By comparison, UNC Chapel Hill reported 658 positive tests among students and employees between July 27 and Aug. 23, mostly in campus and Greek housing, and additional clusters have been announced since. UNC has more than 29,000 students.
Creating a ‘bubble’
As students were arriving on campus, leaders of Shaw and St. Aug’s said they would stress the importance of creating a “bubble” with roommates or family members and staying in it. Not attending large social gatherings, they told students, along with mask-wearing, hand hygiene and social distancing, would be key to keeping down the spread of the novel coronavirus.
UNC, N.C. State and East Carolina universities quickly saw the virus get a foothold on each of their campuses, forcing those schools to move all undergraduate instruction online for the semester and sending students living on campus back home before they had fully unpacked.
Early on, Blacks were statistically disproportionately likely to test positive for COVID-19 in North Carolina, though rates of infection are less disparate now. The state Department of Health and Human Services reported Tuesday that for those cases where race is known, 24% of the state’s 157,741 positive cases are among Blacks, who make up only 21% of the state’s population.
Blacks make up 31% of the deaths from COVID-19 in North Carolina so far, the state says.
The Pew Research Center has reported that the financial effects of the pandemic have hit African Americans and Hispanics especially hard because of job losses, pay cuts, higher hospitalization and death rates, and the effects of underlying economic and health circumstances.
Leaders of HBCUs say it’s especially important for their students to have access to campus, because many come from financially stressed households that lack internet access and study space. And if they live in rural areas, those commodities aren’t readily available outside the home, either.
The same may be true for some students at non-traditionally Black colleges, said Cassandra R. Davis, a public policy instructor and researcher at UNC. After the pandemic hit and forced UNC to clear its campus in March, Davis assembled a cross-discipline team of colleagues from five other universities to study the educational effects to students of the complete disruption of their school year.

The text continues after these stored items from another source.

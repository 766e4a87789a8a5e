//! Rate limiting logic and state management.

mod fixed_window;
mod key;
mod limit;
mod limiter;
mod manager;
mod result;
mod sliding_window;
mod storage;
mod token_bucket;

pub use fixed_window::FixedWindowLimiter;
pub use key::{resolve_pattern, KeyBuilder, DEFAULT_KEY_PREFIX};
pub use limit::{parse_limits, Algorithm, KeyBy, LimitConfig, LimitDeclaration, DEFAULT_WINDOW_SECS};
pub use limiter::{create_limiter, Limiter};
pub use manager::RateLimitManager;
pub use result::{RateLimitResult, UNLIMITED};
pub use sliding_window::SlidingWindowLimiter;
pub use storage::{MemoryStorage, Storage, DEFAULT_PURGE_INTERVAL};
pub use token_bucket::TokenBucketLimiter;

The team is especially interested in first-generation college students, who tend to be minorities and to come from less affluent backgrounds than their white classmates. About 20% of UNC’s undergraduates are first-generation students, the university says.
Over the summer, Davis’ team surveyed some of those students from UNC and some from Rowan University in Glassboro, N.J.
Among the early findings, Davis said, is that most of those students surveyed who had jobs before the pandemic lost them after COVID-19 hit. At UNC, more than a fourth said that while living at their permanent address, they would be largely responsible for the care of someone younger than they. Almost a third of those polled at UNC said that at home, they wouldn’t have adequate study space, Davis said.
And some were worried that if they left UNC and went home, they would risk infecting a vulnerable person in their household.
Davis was relieved that when UNC announced on Aug. 17 that undergraduate classes would move to all-online and most students would be asked to move out of the dorm, the university would make exceptions for those for whom leaving would create an educational hardship.
“Seems like we’re all on the same page in seeing that saying, ‘OK, now go back to your communities,’ is probably not the best way to go in so many ways,” for some students, Davis said.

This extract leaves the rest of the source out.